I sure wish I could remember what I thought about before the OTHERS got control of my MIND. The battle was over by the fourth grade. I remember trying to fight off certain “bad” thoughts. It felt like they were coming from inside of me. I also remember doing “naughty” things and I just didn’t know why I was doing them. Then I’d be standing outside the classroom in the hall of my elementary school, sent out by my teacher. I’d peer through the window in the door. What was I missing?

Freedom of speech is so awesome. We can say whatever we think.
But we have to think it first.

When the Freedom Train came to my hometown, I climbed aboard. You bet I did. The year was 1976; those were heady, bicentennial times. Local artists had painted all the fire hydrants in revolutionary garb. The Red, White, & Blue train pulled into a freight yard and set up its traveling museum: Betsy Ross’s needle and thread, Paul Revere’s lantern, George Washington’s axe. Artifacts of the Dream.

Meanwhile, my Romanian doppelganger was stuck in Eastern Europe, playing with an apple doll beneath the shadow of a giant Soviet power plant. The monstrous totalitarian machinery had swallowed up her Transylvanian landscape. She didn’t even have fluoride in her tap water.
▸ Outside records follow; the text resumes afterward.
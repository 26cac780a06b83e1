//! Background worker handling query service requests.

use std::{fmt, sync::Arc};
use tokio::sync::mpsc;

use crate::{
    api::{
        Outcome, QueryApi,
        types::{Comment, NewComment, ResultRecord, SaveRequest, SavedQuery, SavedQuerySummary},
    },
    draft::{DateBounds, QueryLocator, QueryType},
    executor, resolver,
    wizard::{Effect, Ticket},
};

/// Commands sent from the UI to the worker.
pub enum WorkerCmd {
    /// Look up the date interval for the wizard.
    FetchDateBounds {
        ticket: Ticket,
        query_type: QueryType,
    },
    /// Run the query built by the wizard.
    ExecuteQuery {
        ticket: Ticket,
        locator: QueryLocator,
    },
    /// Persist the wizard's query.
    SaveQuery { ticket: Ticket, request: SaveRequest },
    /// Reload the saved-query list.
    ListQueries,
    /// Load one saved query and its comments.
    OpenQuery { id: i64 },
    /// Run a saved query's locator.
    RunSavedQuery { id: i64, locator: QueryLocator },
    /// Comment on a saved query.
    PostComment(NewComment),
    /// Switch to a client built from updated settings.
    ReplaceApi(Arc<dyn QueryApi>),
}

impl fmt::Debug for WorkerCmd {
    fn fmt(&self, f: &mut fmt::Formatter<'_>) -> fmt::Result {
        match self {
            WorkerCmd::FetchDateBounds { ticket, query_type } => {
                write!(f, "FetchDateBounds({query_type}, {ticket})")
            }
            WorkerCmd::ExecuteQuery { ticket, locator } => {
                write!(f, "ExecuteQuery({locator}, {ticket})")
            }
            WorkerCmd::SaveQuery { ticket, request } => {
                write!(f, "SaveQuery({}, {ticket})", request.name)
            }
            WorkerCmd::ListQueries => write!(f, "ListQueries"),
            WorkerCmd::OpenQuery { id } => write!(f, "OpenQuery({id})"),
            WorkerCmd::RunSavedQuery { id, .. } => write!(f, "RunSavedQuery({id})"),
            WorkerCmd::PostComment(c) => write!(f, "PostComment({})", c.query_id),
            WorkerCmd::ReplaceApi(_) => write!(f, "ReplaceApi"),
        }
    }
}

impl From<Effect> for WorkerCmd {
    fn from(effect: Effect) -> Self {
        match effect {
            Effect::FetchDateBounds { ticket, query_type } => {
                WorkerCmd::FetchDateBounds { ticket, query_type }
            }
            Effect::ExecuteQuery { ticket, locator } => WorkerCmd::ExecuteQuery { ticket, locator },
            Effect::SaveQuery { ticket, request } => WorkerCmd::SaveQuery { ticket, request },
        }
    }
}

/// Events emitted by the worker for UI updates.
#[derive(Clone, Debug)]
pub enum WorkerEvent {
    /// Date interval lookup finished.
    DateBoundsSettled {
        ticket: Ticket,
        outcome: Outcome<DateBounds>,
    },
    /// Wizard query finished.
    QuerySettled {
        ticket: Ticket,
        outcome: Outcome<Vec<ResultRecord>>,
    },
    /// Save request finished.
    SaveSettled {
        ticket: Ticket,
        result: Result<(), String>,
    },
    /// Saved-query list loaded.
    QueriesLoaded(Vec<SavedQuerySummary>),
    /// Saved query and its comments loaded.
    QueryOpened {
        query: SavedQuery,
        comments: Vec<Comment>,
    },
    /// Saved query run finished.
    SavedQueryRan {
        id: i64,
        outcome: Outcome<Vec<ResultRecord>>,
    },
    /// Comment accepted by the service.
    CommentPosted(NewComment),
    /// Informational log message.
    Log(String),
    /// User-visible error message.
    Error(String),
}

/// Main worker loop: handle commands sequentially until the UI hangs up.
pub async fn run(
    mut rx: mpsc::Receiver<WorkerCmd>,
    tx: mpsc::Sender<WorkerEvent>,
    mut api: Arc<dyn QueryApi>,
) {
    tracing::info!("worker started");

    while let Some(cmd) = rx.recv().await {
        tracing::debug!("worker command: {cmd:?}");
        let ev = match cmd {
            WorkerCmd::ReplaceApi(new_api) => {
                tracing::info!("api client replaced");
                api = new_api;
                WorkerEvent::Log("settings updated".into())
            }

            WorkerCmd::FetchDateBounds { ticket, query_type } => {
                let outcome = resolver::resolve(api.as_ref(), query_type).await;
                tracing::debug!("date bounds {} for {ticket}", outcome.kind());
                WorkerEvent::DateBoundsSettled { ticket, outcome }
            }

            WorkerCmd::ExecuteQuery { ticket, locator } => {
                let outcome = executor::run(api.as_ref(), &locator).await;
                tracing::debug!("query {} for {ticket}", outcome.kind());
                WorkerEvent::QuerySettled { ticket, outcome }
            }

            WorkerCmd::SaveQuery { ticket, request } => {
                tracing::info!("saving query '{}' for {}", request.name, request.username);
                let result = api.save_query(&request).await.map_err(|e| {
                    tracing::error!("error saving query: {e}");
                    e.to_string()
                });
                WorkerEvent::SaveSettled { ticket, result }
            }

            WorkerCmd::ListQueries => match api.list_queries().await {
                Ok(list) => {
                    tracing::info!("loaded {} saved queries", list.len());
                    WorkerEvent::QueriesLoaded(list)
                }
                Err(e) => {
                    tracing::error!("error fetching queries: {e}");
                    WorkerEvent::Error(format!("loading queries failed: {e}"))
                }
            },

            WorkerCmd::OpenQuery { id } => match open_query(api.as_ref(), id).await {
                Ok((query, comments)) => WorkerEvent::QueryOpened { query, comments },
                Err(e) => {
                    tracing::error!("error opening query {id}: {e}");
                    WorkerEvent::Error(format!("opening query failed: {e}"))
                }
            },

            WorkerCmd::RunSavedQuery { id, locator } => {
                let outcome = executor::run(api.as_ref(), &locator).await;
                WorkerEvent::SavedQueryRan { id, outcome }
            }

            WorkerCmd::PostComment(comment) => match api.post_comment(&comment).await {
                Ok(()) => {
                    tracing::info!("comment posted on query {}", comment.query_id);
                    WorkerEvent::CommentPosted(comment)
                }
                Err(e) => {
                    tracing::error!("error sending comment: {e}");
                    WorkerEvent::Error(format!("Error sending comment: {e}"))
                }
            },
        };

        if tx.send(ev).await.is_err() {
            // The UI is gone; nothing left to report to.
            break;
        }
    }
    tracing::info!("worker stopped");
}

/// Load a saved query together with its comment thread.
async fn open_query(api: &dyn QueryApi, id: i64) -> anyhow::Result<(SavedQuery, Vec<Comment>)> {
    let query = api.get_query(id).await?;
    let comments = api.list_comments(id).await?;
    Ok((query, comments))
}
I met her years later, after college. We drank together in downtown Manhattan and we wrote performance art pieces. We videotaped flushing toilets. We wrestled for creative control. Then one day she told me our friendship was over. Apparently, I had threatened to punch her out the night before when we were at a bar. I didn’t remember threatening her. I’m not the punching kind. I must have been in some kind of American blackout. A moment of freedom. I didn’t mean to hurt anyone.

Back to elementary school. One time I threw up during the pledge of allegiance. As I recall, it was pretty much straight OJ. The class kept right on with the pledge.

 

 

*as quoted in The Gen X Reader: “Seize the Media,” by The Immediast Underground.